_Activity:_ The answer should consist solely of the lines from the first one below through the line containing "errs.iter()", copied exactly.
---------- Entries provided ----------
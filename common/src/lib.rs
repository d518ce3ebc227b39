pub mod config;

use validator::ValidationErrors;

/// Flattens `validator` errors into a single human-readable message,
/// joining individual field messages with `"; "`.
pub fn format_validation_errors(errors: &ValidationErrors) -> String {
    errors
        .field_errors()
        .values()
        .flat_map(|errs| {
            errs.iter()
                .filter_map(|e| e.message.as_ref().map(|m| m.to_string()))
        })
        .collect::<Vec<_>>()
        .join("; ")
}
use axum::{
    Json,
    extract::{Path, State},
    http::StatusCode,
    response::IntoResponse,
};
use chrono::Utc;
use sea_orm::EntityTrait;
use serde::Deserialize;
use validator::Validate;

use crate::auth::AuthUser;
use crate::auth::policy::{self, AssessmentAction};
use crate::response::ApiResponse;
use crate::routes::assessments::common::{SubmissionResponse, error_status};
use crate::state::AppState;
use db::models::assessment::Entity as AssessmentEntity;
use db::models::assessment_submission::Model as SubmissionModel;

#[derive(Debug, Deserialize, Validate)]
pub struct GradeRequest {
    /// Raw points awarded before any late penalty is applied.
    #[validate(range(min = 0.0, message = "points must not be negative"))]
    pub points: f64,
    pub feedback: Option<String>,
}

/// PUT /api/assessments/{assessment_id}/submissions/{submission_id}/grade
///
/// Grade a submission. The points given are the raw score; if the submission
/// was late and the assessment carries a late penalty, the stored grade is
/// reduced by the penalty per day late, floored at zero. Re-grading replaces
/// the previous grade. Owner or admin only.
///
/// ### Request Body
/// ```json
/// { "points": 90.0, "feedback": "Good work, but submitted late." }
/// ```
///
/// ### Responses
///
/// - `200 OK` with the graded submission
/// - `400 Bad Request` (negative points)
/// - `403 Forbidden`
/// - `404 Not Found` (assessment or submission)
/// - `500 Internal Server Error`
pub async fn grade_submission(
    State(state): State<AppState>,
    AuthUser(claims): AuthUser,
    Path((assessment_id, submission_id)): Path<(i64, i64)>,
    Json(req): Json<GradeRequest>,
) -> impl IntoResponse {
    if let Err(validation_errors) = req.validate() {
        let message = common::format_validation_errors(&validation_errors);
        return (
            StatusCode::BAD_REQUEST,
            Json(ApiResponse::<SubmissionResponse>::error(message)),
        );
    }

    let assessment = match AssessmentEntity::find_by_id(assessment_id)
        .one(state.db())
        .await
    {
        Ok(Some(a)) => a,
        Ok(None) => {
            return (
                StatusCode::NOT_FOUND,
                Json(ApiResponse::<SubmissionResponse>::error(
                    "Assessment not found",
                )),
            );
        }
        Err(e) => {
            tracing::error!(error = %e, assessment_id, "Failed to fetch assessment");
            return (
                StatusCode::INTERNAL_SERVER_ERROR,
                Json(ApiResponse::<SubmissionResponse>::error(
                    "Failed to retrieve assessment",
                )),
            );
        }
    };

    // Resolve both resources before the authorization check: a missing
    // submission is a 404 even for a caller who could not grade it.
    let submission =
        match SubmissionModel::get_for_assessment(state.db(), assessment_id, submission_id).await {
            Ok(s) => s,
            Err(e @ db::error::AssessmentError::NotFound(_)) => {
                return (error_status(&e), Json(ApiResponse::error(e.to_string())));
            }
            Err(e) => {
                tracing::error!(error = %e, submission_id, "Failed to fetch submission");
                return (
                    StatusCode::INTERNAL_SERVER_ERROR,
                    Json(ApiResponse::<SubmissionResponse>::error(
                        "Failed to retrieve submission",
                    )),
                );
            }
        };

    if let Err(e) = policy::authorize(&claims, &assessment, AssessmentAction::Grade) {
        return (
            error_status(&e),
            Json(ApiResponse::<SubmissionResponse>::error(e.to_string())),
        );
    }

    match submission
        .grade(
            state.db(),
            &assessment,
            req.points,
            req.feedback,
            claims.sub,
            Utc::now(),
        )
        .await
    {
        Ok(graded) => (
            StatusCode::OK,
            Json(ApiResponse::success(
                SubmissionResponse::from(graded),
                "Submission graded successfully",
            )),
        ),
        Err(e) => (
            error_status(&e),
            Json(ApiResponse::<SubmissionResponse>::error(e.to_string())),
        ),
    }
}
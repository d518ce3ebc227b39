use sea_orm_migration::prelude::*;

pub struct Migration;

impl MigrationName for Migration {
    fn name(&self) -> &str {
        "m202601050004_create_assessment_submissions"
    }
}

#[async_trait::async_trait]
impl MigrationTrait for Migration {
    async fn up(&self, manager: &SchemaManager) -> Result<(), DbErr> {
        manager
            .create_table(
                Table::create()
                    .table(Alias::new("assessment_submissions"))
                    .if_not_exists()
                    .col(
                        ColumnDef::new(Alias::new("id"))
                            .integer()
                            .not_null()
                            .auto_increment()
                            .primary_key(),
                    )
                    .col(
                        ColumnDef::new(Alias::new("assessment_id"))
                            .integer()
                            .not_null(),
                    )
                    .col(
                        ColumnDef::new(Alias::new("student_id"))
                            .integer()
                            .not_null(),
                    )
                    .col(ColumnDef::new(Alias::new("content_text")).string().null())
                    .col(ColumnDef::new(Alias::new("file_url")).string().null())
                    .col(ColumnDef::new(Alias::new("file_name")).string().null())
                    .col(ColumnDef::new(Alias::new("github_url")).string().null())
                    .col(ColumnDef::new(Alias::new("website_url")).string().null())
                    .col(
                        ColumnDef::new(Alias::new("is_late"))
                            .boolean()
                            .not_null()
                            .default(false),
                    )
                    .col(
                        ColumnDef::new(Alias::new("submitted_at"))
                            .timestamp()
                            .not_null(),
                    )
                    .col(
                        ColumnDef::new(Alias::new("status"))
                            .enumeration(
                                Alias::new("submission_status_enum"),
                                vec![Alias::new("submitted"), Alias::new("graded")],
                            )
                            .not_null(),
                    )
                    .col(ColumnDef::new(Alias::new("grade_points")).double().null())
                    .col(ColumnDef::new(Alias::new("grade_feedback")).string().null())
                    .col(ColumnDef::new(Alias::new("graded_at")).timestamp().null())
                    .col(ColumnDef::new(Alias::new("graded_by")).integer().null())
                    .foreign_key(
                        ForeignKey::create()
                            .from(
                                Alias::new("assessment_submissions"),
                                Alias::new("assessment_id"),
                            )
                            .to(Alias::new("assessments"), Alias::new("id"))
                            .on_delete(ForeignKeyAction::Cascade),
                    )
                    .foreign_key(
                        ForeignKey::create()
                            .from(
                                Alias::new("assessment_submissions"),
                                Alias::new("student_id"),
                            )
                            .to(Alias::new("users"), Alias::new("id"))
                            .on_delete(ForeignKeyAction::Cascade),
                    )
                    .to_owned(),
            )
            .await?;

        // One submission per (assessment, student). The engine pre-checks for a
        // friendlier error, but the store is what actually guarantees it under
        // concurrent submits.
        manager
            .create_index(
                Index::create()
                    .name("uq_assessment_submissions_assessment_student")
                    .table(Alias::new("assessment_submissions"))
                    .col(Alias::new("assessment_id"))
                    .col(Alias::new("student_id"))
                    .unique()
                    .to_owned(),
            )
            .await
    }

    async fn down(&self, manager: &SchemaManager) -> Result<(), DbErr> {
        manager
            .drop_table(
                Table::drop()
                    .table(Alias::new("assessment_submissions"))
                    .to_owned(),
            )
            .await
    }
}
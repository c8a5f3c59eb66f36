//! Pure computation of ACL permission tiers from project membership.
//!
//! The three tiers are strictly prioritized: a principal lands in exactly one
//! of rewind, write or read, the highest it qualifies for. Sentinel
//! identifiers keep the backing ACL engine from ever seeing a repository with
//! no permission lines, which some engines treat as unrestricted.

use crate::types::{Capability, Principal, Project, Repository};

/// Inserted into the read tier of an active repository with no qualifying
/// members. Matches no real principal; forces an explicit permission line.
pub const DUMMY_KEY: &str = "DUMMY_KEY";

/// Inserted into the read tier of an inactive project with no members left.
pub const CLOSED_PROJECT_KEY: &str = "CLOSED_PROJECT";

/// Magic identifier granting anonymous read over smart HTTP.
pub const ANONYMOUS_HTTP_KEY: &str = "gitweb";

/// Magic identifier granting anonymous read over the git daemon transport.
pub const ANONYMOUS_DAEMON_KEY: &str = "daemon";

/// Permission tiers, ordered by privilege.
#[derive(Debug, Clone, Copy, PartialEq, Eq, PartialOrd, Ord, Hash)]
pub enum Tier {
    /// Force-push and administration ("RW+").
    Rewind,
    /// Push ("RW").
    Write,
    /// Fetch/clone ("R").
    Read,
}

impl Tier {
    pub const ALL: [Tier; 3] = [Tier::Rewind, Tier::Write, Tier::Read];

    pub const fn as_str(self) -> &'static str {
        match self {
            Tier::Rewind => "RW+",
            Tier::Write => "RW",
            Tier::Read => "R",
        }
    }
}

/// Sorted, deduplicated ACL identifiers per tier. Empty tiers are omitted
/// when iterating; the config writer emits no line for them.
#[derive(Debug, Clone, Default, PartialEq, Eq)]
pub struct TierSet {
    pub rewind: Vec<String>,
    pub write: Vec<String>,
    pub read: Vec<String>,
}

impl TierSet {
    pub fn is_empty(&self) -> bool {
        self.rewind.is_empty() && self.write.is_empty() && self.read.is_empty()
    }

    fn ids(&self, tier: Tier) -> &[String] {
        match tier {
            Tier::Rewind => &self.rewind,
            Tier::Write => &self.write,
            Tier::Read => &self.read,
        }
    }

    /// Non-empty tiers in privilege order.
    pub fn tiers(&self) -> impl Iterator<Item = (Tier, &[String])> {
        Tier::ALL
            .into_iter()
            .map(|t| (t, self.ids(t)))
            .filter(|(_, ids)| !ids.is_empty())
    }

    /// True if the identifier appears in any tier.
    pub fn contains(&self, acl_id: &str) -> bool {
        Tier::ALL
            .into_iter()
            .any(|t| self.ids(t).iter().any(|id| id == acl_id))
    }

    /// True if the identifier holds push access (write or rewind).
    pub fn can_write(&self, acl_id: &str) -> bool {
        self.rewind.iter().chain(&self.write).any(|id| id == acl_id)
    }

    fn sort_dedup(&mut self) {
        for ids in [&mut self.rewind, &mut self.write, &mut self.read] {
            ids.sort_unstable();
            ids.dedup();
        }
    }
}

/// Computes the permission tiers for a repository from its project's state
/// and membership. Pure; independent of input principal ordering.
///
/// `anonymous` carries the capabilities granted to unauthenticated users on
/// this project (empty for private projects).
pub fn compute(
    repository: &Repository,
    project: &Project,
    principals: &[Principal],
    anonymous: Capability,
) -> TierSet {
    let mut rewind = Vec::new();
    let mut write = Vec::new();
    let mut read = Vec::new();

    // Strict priority: each principal lands in exactly one group.
    for p in principals {
        if p.capabilities.has(Capability::MANAGE_REPOSITORY) {
            rewind.push(p.acl_id.clone());
        } else if p.capabilities.has(Capability::COMMIT_ACCESS) {
            write.push(p.acl_id.clone());
        } else if p.capabilities.has(Capability::VIEW_CHANGESETS) {
            read.push(p.acl_id.clone());
        }
    }

    let mut tiers = if project.active {
        let mut tiers = TierSet {
            rewind,
            write,
            read,
        };

        if tiers.is_empty() {
            tiers.read.push(DUMMY_KEY.to_string());
        }
        if anonymous.has(Capability::BROWSE_REPOSITORY) && repository.http_enabled {
            tiers.read.push(ANONYMOUS_HTTP_KEY.to_string());
        }
        if anonymous.has(Capability::VIEW_CHANGESETS) && repository.daemon_enabled {
            tiers.read.push(ANONYMOUS_DAEMON_KEY.to_string());
        }

        tiers
    } else {
        // No writer keeps write access on an inactive project.
        let mut all_read = rewind;
        all_read.extend(write);
        all_read.extend(read);

        if all_read.is_empty() {
            all_read.push(CLOSED_PROJECT_KEY.to_string());
        }

        TierSet {
            read: all_read,
            ..TierSet::default()
        }
    };

    tiers.sort_dedup();
    tiers
}
use std::path::PathBuf;
use std::sync::Arc;

use anyhow::bail;
use clap::{Parser, Subcommand};
use tracing::info;
use tracing_subscriber::EnvFilter;

use gitwarden::acl::AdminRepo;
use gitwarden::config::Settings;
use gitwarden::directory::InMemoryDirectory;
use gitwarden::server::{AppState, create_router};
use gitwarden::sync::Synchronizer;

#[derive(Parser)]
#[command(name = "gitwarden")]
#[command(about = "Git repository ACL synchronizer and access gate", long_about = None)]
struct Cli {
    /// Settings file (TOML). Defaults are used when absent.
    #[arg(long, global = true)]
    config: Option<PathBuf>,

    #[command(subcommand)]
    command: Commands,
}

#[derive(Subcommand)]
enum Commands {
    /// Synchronize all repositories, then serve the Git HTTP entry point
    Serve {
        /// Directory snapshot (projects, repositories, accounts) to serve from
        #[arg(long)]
        directory: PathBuf,

        /// Host to bind to (overrides the settings file)
        #[arg(long)]
        host: Option<String>,

        /// Port to bind to (overrides the settings file)
        #[arg(long, short)]
        port: Option<u16>,
    },

    /// Replay a full synchronization and exit
    Resync {
        /// Directory snapshot to synchronize against
        #[arg(long)]
        directory: PathBuf,

        /// Also redistribute permissions for every principal
        #[arg(long)]
        principals: bool,
    },

    /// Hash a password for use in a directory snapshot
    HashPassword { password: String },
}

fn load_settings(path: Option<&PathBuf>) -> anyhow::Result<Settings> {
    match path {
        Some(path) => Ok(Settings::load(path)?),
        None => {
            let mut settings = Settings::default();
            settings.normalize()?;
            Ok(settings)
        }
    }
}

fn build_synchronizer(
    settings: &Settings,
    directory: Arc<InMemoryDirectory>,
) -> anyhow::Result<Synchronizer> {
    std::fs::create_dir_all(&settings.storage_root)?;
    let admin = AdminRepo::open_or_init(&settings.admin_repo_path, &settings.git_config_email)?;
    Ok(Synchronizer::new(
        admin,
        directory,
        &settings.storage_root,
    ))
}

fn hash_password(password: &str) -> anyhow::Result<String> {
    use argon2::password_hash::rand_core::OsRng;
    use argon2::password_hash::{PasswordHasher, SaltString};

    let salt = SaltString::generate(&mut OsRng);
    match argon2::Argon2::default().hash_password(password.as_bytes(), &salt) {
        Ok(hash) => Ok(hash.to_string()),
        Err(e) => bail!("failed to hash password: {e}"),
    }
}

#[tokio::main]
async fn main() -> anyhow::Result<()> {
    tracing_subscriber::fmt()
        .with_env_filter(EnvFilter::from_default_env().add_directive("gitwarden=info".parse()?))
        .init();

    let cli = Cli::parse();
    let mut settings = load_settings(cli.config.as_ref())?;

    match cli.command {
        Commands::Serve {
            directory,
            host,
            port,
        } => {
            if let Some(host) = host {
                settings.host = host;
            }
            if let Some(port) = port {
                settings.port = port;
            }

            let directory = Arc::new(InMemoryDirectory::load(&directory)?);

            let sync = build_synchronizer(&settings, directory.clone())?.spawn();
            sync.dispatch(gitwarden::sync::SyncAction::ResyncAllProjects)?;

            let state = Arc::new(AppState::new(directory, settings.clone()));
            let app = create_router(state);
            let addr = settings.socket_addr()?;

            info!("Starting server on {}", addr);

            let listener = tokio::net::TcpListener::bind(addr).await?;
            axum::serve(listener, app).await?;

            drop(sync);
        }

        Commands::Resync {
            directory,
            principals,
        } => {
            let directory = Arc::new(InMemoryDirectory::load(&directory)?);
            let mut sync = build_synchronizer(&settings, directory)?;

            sync.resync_all_projects()?;
            if principals {
                sync.resync_all_principals()?;
            }

            info!("resynchronization complete");
        }

        Commands::HashPassword { password } => {
            println!("{}", hash_password(&password)?);
        }
    }

    Ok(())
}
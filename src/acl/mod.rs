mod admin;
mod config;
pub mod permissions;

pub use admin::{AdminRepo, CONFIG_FILE};
pub use config::{AclConfig, RepoEntry};
pub use permissions::{Tier, TierSet};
----------
_Task output:_
filename common/src/lib.rs
repository d518ce3ebc227b39
pub mod config;

use validator::ValidationErrors;

/// Flattens `validator` errors into a single human-readable message,
/// joining individual field messages with `"; "`.
pub fn format_validation_errors(errors: &ValidationErrors) -> String {
    errors
        .field_errors()
        .values()
        .flat_map(|errs| {
            errs.iter()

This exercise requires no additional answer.